There’s lots of talk today about this ProPublica story on Teach For America. To put it bluntly, I don’t think it’s a very fair or nuanced piece of journalism, and it’s missing two major pieces of context.
One, Teach For America is probably the largest provider of new teachers in the U.S.
This is hard to prove definitively given our fragmented data systems, but I’m quite confident it’s true. Consider our largest teacher preparation programs, in terms of total graduates. I pulled the latest data on all 2016-17 graduates with a bachelor’s or Master’s degree in education. The list of the largest teacher preparation programs may surprise some people, but here’s the top ten:
|Institution||Total Education Graduates (2016-17)|
|Grand Canyon University||5037|
|Western Governors University||4009|
|University of Phoenix-Arizona||1580|
|University of Central Florida||1522|
|Ball State University||1272|
These are big numbers, but they reflect graduates, not teachers, let alone new teachers. These are important distinctions. We know based on state and national numbers that many graduates with education degrees do not actually become teachers. Depending on the year and region, 25-40 percent of people who earn degrees in education never use that degree as a teacher.

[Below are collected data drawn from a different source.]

fn spaghetti_2d(r: &mut DensityFunctionRegistry) -> Result<NodeId, WorldgenError> {
    let modulator_noise = r.noise(&noises::SPAGHETTI_2D_MODULATOR)?;
    let spaghetti_noise = r.noise(&noises::SPAGHETTI_2D)?;
    let elevation_noise = r.noise(&noises::SPAGHETTI_2D_ELEVATION)?;
    let thickness_modulator = r.reference(&keys::SPAGHETTI_2D_THICKNESS_MODULATOR)?;

    let g = r.graph_mut();
    let modulator = g.noise(modulator_noise, 2.0, 1.0);
    let spaghetti = g.weird_scaled_sampler(modulator, spaghetti_noise, RarityMapper::Caves);
    let elevation =
        g.mapped_noise(elevation_noise, 1.0, 0.0, f64::from((-64i32).div_euclid(8)), 8.0);
    let gradient = g.y_clamped_gradient(-64, 320, 8.0, -40.0);
    let elevation = g.add_fn(elevation, gradient);
    let elevation = g.abs(elevation);
    let walls = g.add_fn(elevation, thickness_modulator);
    let walls = g.cube(walls);
    let scale = g.constant(0.083);
    let scaled_modulator = g.mul(scale, thickness_modulator);
    let tunnels = g.add_fn(spaghetti, scaled_modulator);
    let combined = g.max(tunnels, walls);
    Ok(g.clamp(combined, -1.0, 1.0))
}

fn underground(r: &mut DensityFunctionRegistry, sloped_cheese: NodeId) -> Result<NodeId, WorldgenError> {
    let spaghetti = r.reference(&keys::SPAGHETTI_2D)?;
    let roughness = r.reference(&keys::SPAGHETTI_ROUGHNESS_FUNCTION)?;
    let entrances = r.reference(&keys::ENTRANCES)?;
    let pillars = r.reference(&keys::PILLARS)?;
    let layer_noise = r.noise(&noises::CAVE_LAYER)?;
    let cheese_noise = r.noise(&noises::CAVE_CHEESE)?;

    let g = r.graph_mut();
    let layer = g.noise(layer_noise, 1.0, 8.0);
    let layer = g.square(layer);
    let four = g.constant(4.0);
    let layers = g.mul(four, layer);

    let cheese = g.noise(cheese_noise, 1.0, 0.666_666_666_666_666_6);
    let cheese_offset = g.constant(0.27);
    let cheese = g.add_fn(cheese_offset, cheese);
    let cheese = g.clamp(cheese, -1.0, 1.0);
    let base = g.constant(1.5);
    let slope = g.constant(-0.64);
    let sloped = g.mul(slope, sloped_cheese);
    let sloped = g.add_fn(base, sloped);
    let sloped = g.clamp(sloped, 0.0, 0.5);
    let cheese = g.add_fn(cheese, sloped);

    let caves = g.add_fn(layers, cheese);
    let caves = g.min(caves, entrances);
    let spaghetti = g.add_fn(spaghetti, roughness);
    let caves = g.min(caves, spaghetti);

    let no_pillar = g.constant(-1_000_000.0);
    let pillars = g.range_choice(pillars, -1_000_000.0, 0.03, no_pillar, pillars);
    Ok(g.max(caves, pillars))
}

fn post_process(g: &mut DensityGraph, density: NodeId) -> NodeId {
    let blended = g.blend_density(density);
    let interpolated = g.interpolated(blended);
    let scale = g.constant(0.64);
    let scaled = g.mul(interpolated, scale);
    g.squeeze(scaled)
}

/// Fades density towards fixed values at the top and bottom of the world.
#[allow(clippy::too_many_arguments)]
fn slide(
    g: &mut DensityGraph,
    input: NodeId,
    min_y: i32,
    height: i32,
    top_start_offset: i32,
    top_end_offset: i32,
    top_delta: f64,
    bottom_start_offset: i32,
    bottom_end_offset: i32,
    bottom_delta: f64,
) -> NodeId {
    let top = g.y_clamped_gradient(
        min_y + height - top_start_offset,
        min_y + height - top_end_offset,
        1.0,
        0.0,
    );
    let faded = g.lerp_from_constant(top, top_delta, input);
    let bottom = g.y_clamped_gradient(min_y + bottom_start_offset, min_y + bottom_end_offset, 0.0, 1.0);
    g.lerp_from_constant(bottom, bottom_delta, faded)
}

fn slide_overworld(g: &mut DensityGraph, amplified: bool, input: NodeId) -> NodeId {
    slide(
        g,
        input,
        -64,
        384,
        if amplified { 16 } else { 80 },
        if amplified { 0 } else { 64 },
        -0.078_125,
        0,
        24,
        if amplified { 0.4 } else { 0.117_187_5 },
    )
}

/// Builds the router for `preset` from a bootstrapped registry.
pub fn overworld(
    r: &mut DensityFunctionRegistry,
    preset: OverworldPreset,
) -> Result<NoiseRouter, WorldgenError> {
    let large = preset.is_large();
    let amplified = preset.is_amplified();
    let pick = |normal: ResourceLocation, large_key: ResourceLocation, amplified_key: ResourceLocation| {
        if large {
            large_key
        } else if amplified {
            amplified_key
        } else {
            normal
        }
    };

    let barrier_noise = r.noise(&noises::AQUIFER_BARRIER)?;
    let floodedness_noise = r.noise(&noises::AQUIFER_FLUID_LEVEL_FLOODEDNESS)?;
    let spread_noise = r.noise(&noises::AQUIFER_FLUID_LEVEL_SPREAD)?;
    let lava_noise = r.noise(&noises::AQUIFER_LAVA)?;
    let temperature_noise = r.noise(&if large {
        noises::TEMPERATURE_LARGE
    } else {
        noises::TEMPERATURE
    })?;
    let vegetation_noise = r.noise(&if large {
        noises::VEGETATION_LARGE
    } else {
        noises::VEGETATION
    })?;
    let veininess_noise = r.noise(&noises::ORE_VEININESS)?;
    let vein_a_noise = r.noise(&noises::ORE_VEIN_A)?;
    let vein_b_noise = r.noise(&noises::ORE_VEIN_B)?;
    let gap_noise = r.noise(&noises::ORE_GAP)?;

    let shift_x = r.reference(&keys::SHIFT_X)?;
    let shift_z = r.reference(&keys::SHIFT_Z)?;
    let factor = r.reference(&pick(keys::FACTOR, keys::FACTOR_LARGE, keys::FACTOR_AMPLIFIED))?;
    let depth = r.reference(&pick(keys::DEPTH, keys::DEPTH_LARGE, keys::DEPTH_AMPLIFIED))?;
    let sloped_cheese = r.reference(&pick(
        keys::SLOPED_CHEESE,
        keys::SLOPED_CHEESE_LARGE,
        keys::SLOPED_CHEESE_AMPLIFIED,
    ))?;
    let entrances = r.reference(&keys::ENTRANCES)?;
    let noodle = r.reference(&keys::NOODLE)?;
    let y = r.reference(&keys::Y)?;
    let continents = r.reference(&if large {
        keys::CONTINENTS_LARGE
    } else {
        keys::CONTINENTS
    })?;
    let erosion = r.reference(&if large {
        keys::EROSION_LARGE
    } else {
        keys::EROSION
    })?;
    let ridges = r.reference(&keys::RIDGES)?;
    let underground = underground(r, sloped_cheese)?;

    let g = r.graph_mut();
    let barrier = g.noise(barrier_noise, 1.0, 0.5);
    let floodedness = g.noise(floodedness_noise, 1.0, 0.67);
    let spread = g.noise(spread_noise, 1.0, 0.714_285_714_285_714_3);
    let lava = g.noise(lava_noise, 1.0, 1.0);
    let temperature = g.shifted_noise_2d(shift_x, shift_z, 0.25, temperature_noise);
    let vegetation = g.shifted_noise_2d(shift_x, shift_z, 0.25, vegetation_noise);

    let cached_factor = g.cache_2d(factor);
    let initial = noise_gradient_density(g, cached_factor, depth);

    let five = g.constant(5.0);
    let scaled_entrances = g.mul(five, entrances);
    let surface = g.min(sloped_cheese, scaled_entrances);
    let density = g.range_choice(
        sloped_cheese,
        -1_000_000.0,
        SURFACE_DENSITY_THRESHOLD,
        surface,
        underground,
    );
    let density = slide_overworld(g, amplified, density);
    let density = post_process(g, density);
    let final_density = g.min(density, noodle);

    let veininess = g.noise(veininess_noise, VEININESS_FREQUENCY, VEININESS_FREQUENCY);
    let vein_toggle = y_limited_interpolatable(g, y, veininess, VEIN_MIN_Y, VEIN_MAX_Y, 0);
    let vein_a = g.noise(vein_a_noise, 4.0, 4.0);
    let vein_a = y_limited_interpolatable(g, y, vein_a, VEIN_MIN_Y, VEIN_MAX_Y, 0);
    let vein_a = g.abs(vein_a);
    let vein_b = g.noise(vein_b_noise, 4.0, 4.0);
    let vein_b = y_limited_interpolatable(g, y, vein_b, VEIN_MIN_Y, VEIN_MAX_Y, 0);
    let vein_b = g.abs(vein_b);
    let thickness = g.constant(f64::from(-ORE_THICKNESS));
    let widest = g.max(vein_a, vein_b);
    let vein_ridged = g.add_fn(thickness, widest);
    let vein_gap = g.noise(gap_noise, 1.0, 1.0);

    let cheese_target = g.constant(CHEESE_NOISE_TARGET);
    let initial = g.add_fn(initial, cheese_target);
    let initial = g.clamp(initial, -64.0, 64.0);
    let initial_density_without_jaggedness = slide_overworld(g, amplified, initial);

    Ok(NoiseRouter {
        barrier_noise: barrier,
        fluid_level_floodedness_noise: floodedness,
        fluid_level_spread_noise: spread,
        lava_noise: lava,
        temperature,
        vegetation,
        continents,
        erosion,
        depth,
        ridges,
        initial_density_without_jaggedness,
        final_density,
        vein_toggle,
        vein_ridged,
        vein_gap,
    })
}

/// A router whose every root is the constant zero.
pub fn none(g: &mut DensityGraph) -> NoiseRouter {
    let zero = g.zero();
    NoiseRouter::from_roots([zero; NoiseRouter::ROOT_COUNT])
}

Moreover, these numbers include bachelor’s and Master’s degrees. it’s impossible to know from the data, but it’s likely that the totals are padded by active teachers pursuing a Master’s degree to boost their salaries.
Let’s use Grand Canyon University as an example. It granted the most bachelor’s and the most Master’s degrees in education, but only 1,564 of those were bachelor’s degrees. If we assume that only those attaining a bachelor’s were truly new, and those graduates went on to teach at the national averages, Grand Canyon might have been responsible for somewhere around 1,000 new teachers that year.
The Cal State system provides another example. While no single institution made the list above, the Cal State system as a whole produced about 2,100 bachelor’s degrees and about 3,100 Master’s degrees in education that year. But in order for those teachers to qualify for a full-time license, California requires teachers to go through their preparation program after completing their bachelor’s degree. So again, these totals are deceptively high in terms of the total new teachers placed by the Cal State system.
In contrast, Teach For America currently has about 7,000 corps members, and they regularly churn out cohorts of 3,000 to 4,000 teachers.* Granted, TFA corps members are spread out all across the country, so it may not be the largest provider in any one state or region, but, collectively, TFA is larger than any other provider of new teachers.
Two, Teach For America may be the best teacher preparation program in the country.
Again, this is a hard statement to prove definitively, but TFA is certainly the most studied, and it reliably produces results that are at least as good if not better than its peers. TFA corps members outperform other incoming teachers in states like North Carolina and Tennessee and they even perform as well as other veteran teachers working in their same schools. TFA teachers do have higher turnover rates than other new teachers, but, on balance, students are still better off. This research mainly focuses on student growth in terms of achievement scores, but TFA teachers may also help boost student attendance.
However, there’s a much larger difference across TFA corps members than between TFA and other preparation programs. (If you want to see what this looks like visually, Figures 2-3 here illustrate that point nicely.) That finding alone should make us stop and pause.
In fact, this variance issue plagues much of the journalism about TFA. Given the enormous size of TFA and the wide variety of outcomes of its teachers, it’s easy to find corps members who fit whatever narrative you might want to apply to it.
So I get why TFA is such a lightning rod. It’s huge, and it provides a stark contrast to the traditional teacher preparation programs. But I don’t find the politics around TFA all that interesting or illuminating. I’m much more interested in how this enormous, diffuse, short-term training program manages to produce new teachers who are still roughly on par with their peers.
*TFA often partners with higher education institutions, and when their corps members complete a degree, those completions would be counted toward the host college or university, not TFA.
Disclosure: Bellwether has worked with TFA in the past.